What to produce — Would you reproduce the entries that follow exactly as they appear?

[Stored data entries]
- - -

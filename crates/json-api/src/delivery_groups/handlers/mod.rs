//! Cart Delivery Group Handlers

pub(crate) mod delete;
pub(crate) mod get;
pub(crate) mod insert;
pub(crate) mod search;
pub(crate) mod update;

- - -

Finished task —
filename crates/json-api/src/delivery_groups/handlers/mod.rs
//! Cart Delivery Group Handlers

pub(crate) mod delete;
pub(crate) mod get;
pub(crate) mod insert;
pub(crate) mod search;
pub(crate) mod update;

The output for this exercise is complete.